Wednesday, January 11, 2017

Home-working and its contribution to the environment...

Two recent events have highlighted - and it is to be hoped changed the minds of governments and citizens - about the need to encourage more homeworking as a part- or full-time option. The two events are of course the serious air pollution in Paris and some other French cities, and disruption of the London Underground and commuter rail networks.

In Paris and other French cities, the levels of air pollution have led to bans on inner city driving (alternative days for odd and even numbered vehicles), speed restrictions and other controls such as banning older vehicles (already operated in Paris) and on diesel powered vehicles. Meanwhile there is a serious 'flu epidemic with hospitals reporting crisis conditions and the concelling of many scheduled operations.

The sight of literally millions of commuters trying to reach their jobs in Central London was sad to behold - mile long traffic jams, near riot conditions to get on to a bus or the occasional comuuter train or Underground service, and literally hours spent getting from into and from work.

Much of the pain could be alleviated and many lives improved if more people were allowed/prepared to work from home, fulfilling remotely the tasks performed on a comuter that could be done at home and do not require daily travel to the office. In an earlier post (see below) I looked at the rise in (temporary) office sharing and concluded from the evidence that daily physical contact with one co-workers was not necessary.

Nor is it the case that home-working necessarily means retiring to the countryside and 'dropping out' of society (as we said in the 1960s). I have worked at/from home all my life, long before the invention of the computer,  as a writer/consultant/visting lecturer in both Paris and Central London . My clients were generally local (walking distance from home) or involved a journey out of town - travelling in the opposite direction to the commuters pouring into the capital. I gave up my car in Central London due to high parking fees and the hours wasted trying to find a designated residents' parking space. My salvation was the opening of a national car rental company in the basement garage of where I lived and the luxury of a new, clean car whenever I needed one. Over a twelve month period the costs were much lower than owning.

Two other life-changers were the opening of Euruostar service to Bussels (from Waterloo, walking distance from my home), after years of uncertain ferries, hovercrraft and airline trips; and the arrival of the mobile phone which became my travelling office, together with any hotel lobby near to the Berlaymont Building, home of the European Commission.

Central Paris is a more manageable size, with most meetings within walking distance of my home or using the efficient Metro/RER services and French Rail for out-of-town visits using the TGV services which are much lower priced than in Britain - even in first class. Comparatively few Central Paris dwellers own a car, which tended to be use only at weekends to drive to the (usully inherited) country cottage/second home. Now there are organised car pools and journey-sharing websites and - suprisingly late compare with Britain - a growing networdk of long-distance bus services.

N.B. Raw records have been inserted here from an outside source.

use thiserror::Error;

use crate::{
    cache::{KeyError, QueryError},
    config::LoadError,
    infra::error::InfraError,
};

/// Top-level error for the command-line front end.
#[derive(Debug, Error)]
pub enum AppError {
    #[error(transparent)]
    Config(#[from] LoadError),
    #[error(transparent)]
    Infra(#[from] InfraError),
    #[error(transparent)]
    Query(#[from] QueryError),
    #[error(transparent)]
    Key(#[from] KeyError),
    #[error("validation failed: {0}")]
    Validation(String),
    #[error("unexpected error: {0}")]
    Unexpected(String),
}

impl AppError {
    pub fn validation(message: impl Into<String>) -> Self {
        Self::Validation(message.into())
    }

    pub fn unexpected(message: impl Into<String>) -> Self {
        Self::Unexpected(message.into())
    }

    /// Process exit status: 2 for bad input, 1 for everything else.
    pub fn exit_code(&self) -> i32 {
        match self {
            Self::Config(_)
            | Self::Key(_)
            | Self::Validation(_)
            | Self::Query(QueryError::MissingIdentity(_)) => 2,
            Self::Infra(_) | Self::Query(QueryError::Backend(_)) | Self::Unexpected(_) => 1,
        }
    }
}
use thiserror::Error;

/// Failures while bringing up infrastructure adapters.
#[derive(Debug, Error)]
pub enum InfraError {
    #[error("http client error: {message}")]
    HttpClient { message: String },
    #[error("telemetry initialization failed: {0}")]
    Telemetry(String),
}

impl InfraError {
    pub fn http_client(message: impl Into<String>) -> Self {
        Self::HttpClient {
            message: message.into(),
        }
    }

    pub fn telemetry(message: impl Into<String>) -> Self {
        Self::Telemetry(message.into())
    }
}
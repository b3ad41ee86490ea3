//! Process-wide query cache.
//!
//! All entries and the tag registry sit behind one mutex. Every lock section
//! is synchronous and short; fetches run on spawned tasks and re-enter the
//! lock only to commit their result.

use std::collections::HashMap;
use std::collections::hash_map::Entry;
use std::sync::{Arc, Mutex, Weak};
use std::time::Instant;

use metrics::{counter, histogram};
use serde_json::Value;
use tokio::runtime::Handle;
use tracing::{Instrument, debug, debug_span, info, warn};

use crate::identity::IdentitySource;
use crate::util::lock::mutex_lock;

use super::backend::{Backend, BackendError, BackendRequest};
use super::config::QueryCacheConfig;
use super::entry::{CacheEntry, CommitOutcome, EntryInfo, QueryState};
use super::error::QueryError;
use super::keys::{RequestKey, Tag};
use super::mutation::{Mutation, MutationRecord, MutationStatus};
use super::query::Query;
use super::registry::TagRegistry;
use super::subscription::Subscription;

const SOURCE: &str = "cache::store";

/// Deduplicating, tag-invalidated cache of backend reads.
///
/// Cheap to clone; clones share the same entries.
#[derive(Clone)]
pub struct QueryCache {
    inner: Arc<CacheInner>,
}

pub(crate) struct CacheInner {
    config: QueryCacheConfig,
    backend: Arc<dyn Backend>,
    identity: IdentitySource,
    state: Mutex<CacheState>,
}

#[derive(Default)]
struct CacheState {
    entries: HashMap<RequestKey, CacheEntry>,
    registry: TagRegistry,
    /// Source of fetch sequence numbers and eviction epochs. Never reused,
    /// so a late fetch or timer can't match an entry recreated under the
    /// same key.
    ticket: u64,
}

fn next_ticket(ticket: &mut u64) -> u64 {
    *ticket += 1;
    *ticket
}

impl QueryCache {
    pub fn new(
        config: QueryCacheConfig,
        backend: Arc<dyn Backend>,
        identity: IdentitySource,
    ) -> Self {
        Self {
            inner: Arc::new(CacheInner {
                config,
                backend,
                identity,
                state: Mutex::new(CacheState::default()),
            }),
        }
    }

    pub fn identity(&self) -> &IdentitySource {
        &self.inner.identity
    }

    /// Subscribes to a read, creating the entry and issuing a fetch when
    /// needed.
    ///
    /// Returns immediately with whatever is cached; a fetch for a missing,
    /// stale or failed entry runs in the background. Concurrent subscribers
    /// share one in-flight fetch. Must be called within a Tokio runtime for
    /// fetches to run.
    pub fn subscribe(&self, query: Query) -> Subscription {
        let (key, tags) = query.into_parts();

        let (receiver, fetch) = {
            let mut guard = mutex_lock(&self.inner.state, SOURCE, "subscribe");
            let CacheState {
                entries,
                registry,
                ticket,
            } = &mut *guard;

            let entry = match entries.entry(key.clone()) {
                Entry::Occupied(occupied) => occupied.into_mut(),
                Entry::Vacant(vacant) => {
                    registry.register(&key, &tags);
                    debug!(key = %key, tags = tags.len(), "Cache entry created");
                    vacant.insert(CacheEntry::new(key.clone(), tags))
                }
            };
            entry.subscribers += 1;

            let fetch = if entry.needs_fetch() {
                let seq = next_ticket(ticket);
                entry.begin_fetch(seq);
                Some(seq)
            } else {
                if entry.is_fetching() {
                    counter!("portal_query_coalesced_total").increment(1);
                    debug!(key = %key, "Joined in-flight fetch");
                }
                None
            };
            (entry.watch(), fetch)
        };

        if let Some(seq) = fetch {
            spawn_fetch(&self.inner, key.clone(), seq);
        }
        Subscription::new(Arc::clone(&self.inner), key, receiver)
    }

    /// Executes one write and, on success, invalidates its declared tags
    /// before returning.
    ///
    /// A failed mutation leaves the cache untouched.
    pub async fn mutate(&self, mutation: Mutation) -> Result<Value, QueryError> {
        let Some(user) = self.inner.identity.current() else {
            counter!("portal_mutation_total", "outcome" => "rejected").increment(1);
            warn!(
                endpoint = %mutation.endpoint(),
                "Mutation rejected: no signed-in user"
            );
            return Err(QueryError::MissingIdentity(mutation.endpoint().clone()));
        };

        let mut record = MutationRecord::start(&mutation);
        info!(
            mutation_id = %record.id,
            endpoint = %record.endpoint,
            user = %user,
            invalidates = %record.tag_list(),
            status = %record.status,
            "Mutation issued"
        );

        let request = BackendRequest::new(
            mutation.endpoint(),
            mutation.params_ref(),
            mutation.body_ref().cloned(),
        );
        match self.inner.backend.execute(request).await {
            Ok(value) => {
                record.finish(MutationStatus::Success);
                let invalidated = self.invalidate_tags(&record.invalidates);
                counter!("portal_mutation_total", "outcome" => "success").increment(1);
                info!(
                    mutation_id = %record.id,
                    endpoint = %record.endpoint,
                    status = %record.status,
                    invalidated,
                    "Mutation succeeded"
                );
                Ok(value)
            }
            Err(error) => {
                record.finish(MutationStatus::Error);
                counter!("portal_mutation_total", "outcome" => "error").increment(1);
                warn!(
                    mutation_id = %record.id,
                    endpoint = %record.endpoint,
                    status = %record.status,
                    error = %error,
                    "Mutation failed"
                );
                Err(QueryError::Backend(error))
            }
        }
    }

    /// Marks every entry carrying any of `tags` stale and refetches the ones
    /// with subscribers. Returns how many entries were marked.
    ///
    /// All matching entries are stale before the first refetch is issued.
    pub fn invalidate_tags<I, T>(&self, tags: I) -> usize
    where
        I: IntoIterator<Item = T>,
        T: Into<Tag>,
    {
        let tags: Vec<Tag> = tags.into_iter().map(Into::into).collect();

        let (marked, fetches) = {
            let mut guard = mutex_lock(&self.inner.state, SOURCE, "invalidate_tags");
            let CacheState {
                entries,
                registry,
                ticket,
            } = &mut *guard;

            let keys = registry.keys_for_tags(&tags);
            for key in &keys {
                if let Some(entry) = entries.get_mut(key) {
                    entry.mark_stale();
                }
            }

            let mut fetches = Vec::new();
            for key in &keys {
                if let Some(entry) = entries.get_mut(key)
                    && entry.subscribers > 0
                {
                    let seq = next_ticket(ticket);
                    entry.begin_fetch(seq);
                    fetches.push((key.clone(), seq));
                }
            }
            (keys.len(), fetches)
        };

        counter!("portal_query_invalidated_total").increment(marked as u64);
        debug!(
            tags = ?tags.iter().map(Tag::as_str).collect::<Vec<_>>(),
            marked,
            refetching = fetches.len(),
            "Tags invalidated"
        );
        for (key, seq) in fetches {
            spawn_fetch(&self.inner, key, seq);
        }
        marked
    }

    /// Drops idle entries and refetches the rest. Used when the signed-in
    /// user changes so nothing fetched for the previous user stays fresh.
    pub fn reset(&self) -> usize {
        let (evicted, fetches) = {
            let mut guard = mutex_lock(&self.inner.state, SOURCE, "reset");
            let CacheState {
                entries,
                registry,
                ticket,
            } = &mut *guard;

            let idle: Vec<RequestKey> = entries
                .iter()
                .filter(|(_, entry)| entry.subscribers == 0)
                .map(|(key, _)| key.clone())
                .collect();
            for key in &idle {
                entries.remove(key);
                registry.unregister(key);
            }

            for entry in entries.values_mut() {
                entry.mark_stale();
            }
            let mut fetches = Vec::with_capacity(entries.len());
            for (key, entry) in entries.iter_mut() {
                let seq = next_ticket(ticket);
                entry.begin_fetch(seq);
                fetches.push((key.clone(), seq));
            }
            (idle.len(), fetches)
        };

        counter!("portal_query_evict_total").increment(evicted as u64);
        info!(evicted, refetching = fetches.len(), "Query cache reset");
        for (key, seq) in fetches {
            spawn_fetch(&self.inner, key, seq);
        }
        evicted
    }

    pub fn snapshot(&self, key: &RequestKey) -> Option<Arc<QueryState>> {
        mutex_lock(&self.inner.state, SOURCE, "snapshot")
            .entries
            .get(key)
            .map(CacheEntry::snapshot)
    }

    pub fn entry_info(&self, key: &RequestKey) -> Option<EntryInfo> {
        mutex_lock(&self.inner.state, SOURCE, "entry_info")
            .entries
            .get(key)
            .map(CacheEntry::info)
    }

    pub fn len(&self) -> usize {
        mutex_lock(&self.inner.state, SOURCE, "len").entries.len()
    }

    pub fn is_empty(&self) -> bool {
        self.len() == 0
    }
}

impl CacheInner {
    /// Decrements the subscriber count and schedules eviction once it
    /// reaches zero.
    pub(crate) fn unsubscribe(self: Arc<Self>, key: &RequestKey) {
        let epoch = {
            let mut guard = mutex_lock(&self.state, SOURCE, "unsubscribe");
            let CacheState {
                entries, ticket, ..
            } = &mut *guard;
            let Some(entry) = entries.get_mut(key) else {
                return;
            };
            entry.subscribers = entry.subscribers.saturating_sub(1);
            if entry.subscribers > 0 {
                return;
            }
            entry.eviction_epoch = next_ticket(ticket);
            entry.eviction_epoch
        };

        let keep_for = self.config.keep_unused_for;
        if keep_for.is_zero() {
            self.evict_if_idle(key, epoch);
            return;
        }
        let Ok(handle) = Handle::try_current() else {
            self.evict_if_idle(key, epoch);
            return;
        };

        debug!(key = %key, keep_for_ms = keep_for.as_millis() as u64, "Eviction scheduled");
        let weak: Weak<CacheInner> = Arc::downgrade(&self);
        let key = key.clone();
        handle.spawn(async move {
            tokio::time::sleep(keep_for).await;
            if let Some(inner) = weak.upgrade() {
                inner.evict_if_idle(&key, epoch);
            }
        });
    }

    fn evict_if_idle(&self, key: &RequestKey, epoch: u64) -> bool {
        let mut guard = mutex_lock(&self.state, SOURCE, "evict");
        let CacheState {
            entries, registry, ..
        } = &mut *guard;

        let idle = entries
            .get(key)
            .is_some_and(|entry| entry.subscribers == 0 && entry.eviction_epoch == epoch);
        if !idle {
            return false;
        }
        entries.remove(key);
        registry.unregister(key);
        counter!("portal_query_evict_total").increment(1);
        debug!(key = %key, "Cache entry evicted");
        true
    }

    fn commit(&self, key: &RequestKey, seq: u64, result: Result<Value, BackendError>) {
        if let Err(error) = &result {
            warn!(key = %key, seq, error = %error, "Fetch failed");
        }

        let mut guard = mutex_lock(&self.state, SOURCE, "commit");
        let Some(entry) = guard.entries.get_mut(key) else {
            debug!(key = %key, seq, "Fetch result dropped: entry evicted");
            return;
        };
        match entry.commit(seq, result) {
            CommitOutcome::Applied => {
                debug!(
                    key = %entry.key,
                    seq,
                    status = entry.snapshot().status.as_str(),
                    "Fetch committed"
                );
            }
            CommitOutcome::Superseded => {
                counter!("portal_query_superseded_total").increment(1);
                debug!(key = %key, seq, "Fetch superseded by a newer request");
            }
        }
    }
}

fn spawn_fetch(inner: &Arc<CacheInner>, key: RequestKey, seq: u64) {
    counter!("portal_query_fetch_total").increment(1);
    debug!(key = %key, seq, "Fetch issued");

    let Ok(handle) = Handle::try_current() else {
        inner.commit(
            &key,
            seq,
            Err(BackendError::transport("no async runtime available to run the fetch")),
        );
        return;
    };

    let inner = Arc::clone(inner);
    let span = debug_span!("query_fetch", key = %key, seq);
    handle.spawn(
        async move {
            let request = BackendRequest::new(key.endpoint(), key.params(), None);
            let started = Instant::now();
            let result = inner.backend.execute(request).await;
            histogram!("portal_query_fetch_ms").record(started.elapsed().as_secs_f64() * 1000.0);
            inner.commit(&key, seq, result);
        }
        .instrument(span),
    );
}
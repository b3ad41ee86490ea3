//! Portal Event Channel
//!
//! One push session per signed-in user. The session task connects, declares
//! the user with a `join` event, dispatches inbound events to the handlers
//! registered on that session, and reconnects with exponential backoff when
//! the connection drops. Events sent during an outage are lost.
//!
//! Channel failures are state, never errors: callers watch
//! [`ConnectionState`] and handlers only ever see decoded events.

mod backoff;
mod handlers;
mod state;
mod transport;

use std::sync::{Arc, Mutex};

use metrics::counter;
use serde_json::Value;
use thiserror::Error;
use tokio::sync::watch;
use tokio::task::JoinHandle;
use tracing::{Instrument, debug, info, info_span, warn};

use crate::types::{JOIN_EVENT, JoinRequest, UserId};
use crate::util::lock::mutex_lock;

pub use backoff::{Jitter, ReconnectPolicy};
pub use handlers::{EventHandler, HandlerId};
pub use state::ConnectionState;
pub use transport::{PushConnection, PushTransport, TransportError};

use handlers::HandlerRegistry;

const SOURCE: &str = "channel";

#[derive(Debug, Clone, PartialEq, Eq, Error)]
pub enum ChannelError {
    #[error("cannot register `{event}` handler: no channel session is open")]
    NoSession { event: String },
}

/// Handle to the push channel. Clones share the same session.
#[derive(Clone)]
pub struct EventChannel {
    inner: Arc<ChannelInner>,
}

struct ChannelInner {
    transport: Arc<dyn PushTransport>,
    policy: ReconnectPolicy,
    state: Arc<watch::Sender<ConnectionState>>,
    /// Serializes `open` and `close` so teardown of one session always
    /// finishes before the next one starts.
    lifecycle: tokio::sync::Mutex<()>,
    session: Mutex<Option<ActiveSession>>,
}

struct ActiveSession {
    user: UserId,
    handlers: Arc<HandlerRegistry>,
    shutdown: watch::Sender<bool>,
    task: JoinHandle<()>,
}

impl EventChannel {
    pub fn new(transport: Arc<dyn PushTransport>, policy: ReconnectPolicy) -> Self {
        let (state, _) = watch::channel(ConnectionState::Closed);
        Self {
            inner: Arc::new(ChannelInner {
                transport,
                policy,
                state: Arc::new(state),
                lifecycle: tokio::sync::Mutex::new(()),
                session: Mutex::new(None),
            }),
        }
    }

    /// Opens a session for `user`.
    ///
    /// A no-op while a session for the same user is live. A session for a
    /// different user is torn down completely (handlers cleared, transport
    /// closed, task finished) before the new one starts connecting.
    pub async fn open(&self, user: impl Into<UserId>) {
        self.open_with(user, Vec::new()).await;
    }

    /// Like [`open`](Self::open), but `initial` handlers are registered on the new
    /// session before its task starts, so they see every event from the
    /// first connection on.
    ///
    /// Returns `false` when a live session for `user` already existed; its
    /// handlers are left as they are and `initial` is dropped.
    pub async fn open_with(
        &self,
        user: impl Into<UserId>,
        initial: Vec<(String, EventHandler)>,
    ) -> bool {
        let user = user.into();
        let _lifecycle = self.inner.lifecycle.lock().await;

        let previous = {
            let mut session = mutex_lock(&self.inner.session, SOURCE, "open");
            if let Some(active) = session.as_ref()
                && active.user == user
                && !active.task.is_finished()
            {
                debug!(user = %user, state = %self.state(), "Channel already open for user");
                return false;
            }
            session.take()
        };
        if let Some(previous) = previous {
            teardown(&self.inner.state, previous, "identity changed").await;
        }

        let handlers = Arc::new(HandlerRegistry::default());
        for (event, handler) in initial {
            let id = handlers.add(&event, handler);
            debug!(event = %event, handler_id = ?id, "Event handler registered");
        }
        let (shutdown, shutdown_rx) = watch::channel(false);
        set_state(&self.inner.state, ConnectionState::Connecting);

        let session = SessionTask {
            transport: Arc::clone(&self.inner.transport),
            policy: self.inner.policy,
            state: Arc::clone(&self.inner.state),
            handlers: Arc::clone(&handlers),
            user: user.clone(),
            shutdown: shutdown_rx,
        };
        let span = info_span!("channel_session", user = %user);
        let task = tokio::spawn(session.run().instrument(span));

        *mutex_lock(&self.inner.session, SOURCE, "open") = Some(ActiveSession {
            user,
            handlers,
            shutdown,
            task,
        });
        true
    }

    /// Registers `handler` for `event` on the current session.
    ///
    /// Handlers for one event run in registration order. They are dropped
    /// when the session closes, so they never observe another user's events.
    pub fn on<F>(&self, event: &str, handler: F) -> Result<HandlerId, ChannelError>
    where
        F: Fn(&Value) + Send + Sync + 'static,
    {
        let session = mutex_lock(&self.inner.session, SOURCE, "on");
        let Some(active) = session.as_ref() else {
            return Err(ChannelError::NoSession {
                event: event.to_string(),
            });
        };
        let id = active.handlers.add(event, Arc::new(handler));
        debug!(event, handler_id = ?id, "Event handler registered");
        Ok(id)
    }

    /// Removes a handler. Returns `false` if it was already gone.
    pub fn off(&self, id: HandlerId) -> bool {
        mutex_lock(&self.inner.session, SOURCE, "off")
            .as_ref()
            .is_some_and(|active| active.handlers.remove(id))
    }

    /// Closes the session, cancelling any pending reconnect. Safe to call
    /// repeatedly.
    pub async fn close(&self) {
        let _lifecycle = self.inner.lifecycle.lock().await;
        let session = mutex_lock(&self.inner.session, SOURCE, "close").take();
        match session {
            Some(active) => teardown(&self.inner.state, active, "closed").await,
            None => {
                set_state(&self.inner.state, ConnectionState::Closed);
                debug!("Channel already closed");
            }
        }
    }

    pub fn state(&self) -> ConnectionState {
        *self.inner.state.borrow()
    }

    pub fn watch_state(&self) -> watch::Receiver<ConnectionState> {
        self.inner.state.subscribe()
    }

    pub fn current_user(&self) -> Option<UserId> {
        mutex_lock(&self.inner.session, SOURCE, "current_user")
            .as_ref()
            .map(|active| active.user.clone())
    }

    pub fn handler_count(&self) -> usize {
        mutex_lock(&self.inner.session, SOURCE, "handler_count")
            .as_ref()
            .map_or(0, |active| active.handlers.len())
    }
}

async fn teardown(
    state: &watch::Sender<ConnectionState>,
    session: ActiveSession,
    reason: &'static str,
) {
    let ActiveSession {
        user,
        handlers,
        shutdown,
        task,
    } = session;

    handlers.clear();
    shutdown.send_replace(true);
    if let Err(error) = task.await {
        warn!(user = %user, error = %error, "Channel session task ended abnormally");
    }
    set_state(state, ConnectionState::Closed);
    info!(user = %user, reason, "Channel session closed");
}

fn set_state(state: &watch::Sender<ConnectionState>, next: ConnectionState) {
    let mut previous = next;
    let changed = state.send_if_modified(|current| {
        if *current == next {
            return false;
        }
        previous = std::mem::replace(current, next);
        true
    });
    if changed {
        debug!(from = %previous, to = %next, "Channel state changed");
    }
}

/// Everything the background session needs. Holds no reference back to the
/// channel, so dropping the last [`EventChannel`] drops the shutdown sender
/// and ends the task.
struct SessionTask {
    transport: Arc<dyn PushTransport>,
    policy: ReconnectPolicy,
    state: Arc<watch::Sender<ConnectionState>>,
    handlers: Arc<HandlerRegistry>,
    user: UserId,
    shutdown: watch::Receiver<bool>,
}

impl SessionTask {
    async fn run(mut self) {
        let mut attempt: u32 = 0;
        loop {
            set_state(&self.state, ConnectionState::Connecting);
            let connected = tokio::select! {
                _ = stop_requested(&mut self.shutdown) => return,
                result = connect_and_join(self.transport.as_ref(), &self.user) => result,
            };

            match connected {
                Ok(mut connection) => {
                    attempt = 0;
                    set_state(&self.state, ConnectionState::Open);
                    info!(user = %self.user, "Channel open");

                    let lost = tokio::select! {
                        _ = stop_requested(&mut self.shutdown) => None,
                        error = pump(&mut *connection, &self.handlers) => Some(error),
                    };
                    match lost {
                        None => {
                            connection.disconnect().await;
                            return;
                        }
                        Some(error) => {
                            warn!(user = %self.user, error = %error, "Channel connection lost");
                        }
                    }
                }
                Err(error) => {
                    warn!(user = %self.user, attempt, error = %error, "Channel connect failed");
                }
            }

            set_state(&self.state, ConnectionState::Reconnecting);
            let delay = self.policy.delay(attempt, &mut rand::rng());
            attempt = attempt.saturating_add(1);
            counter!("portal_channel_reconnect_total").increment(1);
            info!(
                user = %self.user,
                attempt,
                delay_ms = delay.as_millis() as u64,
                "Channel reconnect scheduled"
            );
            tokio::select! {
                _ = stop_requested(&mut self.shutdown) => return,
                _ = tokio::time::sleep(delay) => {}
            }
        }
    }
}

/// Resolves once shutdown is requested or the channel handle is gone.
async fn stop_requested(shutdown: &mut watch::Receiver<bool>) {
    let _ = shutdown.wait_for(|stop| *stop).await;
}

async fn connect_and_join(
    transport: &dyn PushTransport,
    user: &UserId,
) -> Result<Box<dyn PushConnection>, TransportError> {
    let mut connection = transport.connect(user).await?;
    let join = serde_json::to_value(JoinRequest {
        user_id: user.clone(),
    })
    .map_err(|error| TransportError::Protocol(error.to_string()))?;
    connection.emit(JOIN_EVENT, join).await?;
    Ok(connection)
}

/// Dispatches inbound events until the connection fails.
async fn pump(connection: &mut dyn PushConnection, handlers: &HandlerRegistry) -> TransportError {
    loop {
        match connection.recv().await {
            Ok(envelope) => {
                counter!("portal_channel_event_total", "event" => envelope.event.clone())
                    .increment(1);
                let ran = handlers.dispatch(&envelope.event, &envelope.data);
                debug!(event = %envelope.event, handlers = ran, "Channel event dispatched");
            }
            Err(TransportError::Protocol(reason)) => {
                warn!(reason = %reason, "Skipping undecodable channel frame");
            }
            Err(error) => return error,
        }
    }
}
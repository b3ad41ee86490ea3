use std::fmt;

/// Lifecycle of the push connection.
///
/// `Closed → Connecting → Open → (Reconnecting ⇄ Connecting) → Open`; any
/// state returns to `Closed` on [`close`](super::EventChannel::close) or when
/// a different user opens the channel.
#[derive(Debug, Clone, Copy, PartialEq, Eq, Hash, Default)]
pub enum ConnectionState {
    #[default]
    Closed,
    Connecting,
    Open,
    Reconnecting,
}

impl ConnectionState {
    pub fn as_str(self) -> &'static str {
        match self {
            Self::Closed => "closed",
            Self::Connecting => "connecting",
            Self::Open => "open",
            Self::Reconnecting => "reconnecting",
        }
    }

    /// A session exists and is either connected or trying to be.
    pub fn is_live(self) -> bool {
        !matches!(self, Self::Closed)
    }
}

impl fmt::Display for ConnectionState {
    fn fmt(&self, f: &mut fmt::Formatter<'_>) -> fmt::Result {
        f.write_str(self.as_str())
    }
}
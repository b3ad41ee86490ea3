use thiserror::Error;

use super::backend::BackendError;
use super::keys::Endpoint;

/// Failure surfaced by [`QueryCache::mutate`](super::QueryCache::mutate).
#[derive(Debug, Clone, PartialEq, Error)]
pub enum QueryError {
    #[error("`{0}` requires a signed-in user")]
    MissingIdentity(Endpoint),
    #[error("backend request failed: {0}")]
    Backend(#[from] BackendError),
}

impl QueryError {
    /// The backend error, when the request reached the backend at all.
    pub fn backend(&self) -> Option<&BackendError> {
        match self {
            Self::Backend(error) => Some(error),
            _ => None,
        }
    }
}
use std::sync::Arc;

use tokio::sync::watch;

use super::entry::QueryState;
use super::keys::RequestKey;
use super::store::CacheInner;

/// Live view of one cache entry. Dropping it unsubscribes.
pub struct Subscription {
    cache: Arc<CacheInner>,
    key: RequestKey,
    receiver: watch::Receiver<Arc<QueryState>>,
}

impl Subscription {
    pub(crate) fn new(
        cache: Arc<CacheInner>,
        key: RequestKey,
        receiver: watch::Receiver<Arc<QueryState>>,
    ) -> Self {
        Self {
            cache,
            key,
            receiver,
        }
    }

    pub fn key(&self) -> &RequestKey {
        &self.key
    }

    /// The latest published state.
    pub fn state(&self) -> Arc<QueryState> {
        Arc::clone(&self.receiver.borrow())
    }

    /// Waits for the next state change. `None` once the entry is gone.
    pub async fn changed(&mut self) -> Option<Arc<QueryState>> {
        self.receiver.changed().await.ok()?;
        Some(Arc::clone(&self.receiver.borrow_and_update()))
    }

    /// Waits until no fetch is in flight and returns that state.
    pub async fn settled(&mut self) -> Arc<QueryState> {
        let settled = self
            .receiver
            .wait_for(|state| state.is_settled())
            .await
            .map(|state| Arc::clone(&state));
        settled.unwrap_or_else(|_| self.state())
    }
}

/// Dropping the last subscription to an entry starts its
/// `keep_unused_for` countdown. Outside a Tokio runtime no timer can run, so
/// the entry is evicted at once instead.
impl Drop for Subscription {
    fn drop(&mut self) {
        Arc::clone(&self.cache).unsubscribe(&self.key);
    }
}

impl std::fmt::Debug for Subscription {
    fn fmt(&self, f: &mut std::fmt::Formatter<'_>) -> std::fmt::Result {
        f.debug_struct("Subscription")
            .field("key", &self.key)
            .field("state", &self.state())
            .finish()
    }
}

Finally, communication and the internet have revolutionised the way we work. Even in the seventies and eighties the only 'on-line' information service I used was Dialog, based in Palo-Alto  (California) which required a keyboard send/receive terminal connected to a special phone line, which put me in touch with a library of citations. Search results  had then to be ordered and sent in printed form by post from the USA!

Given the enormous advances in online commications, which are continuing, and the availability of sources such as Wikipedia, there is no reasonswhy many more of us should not be working from home!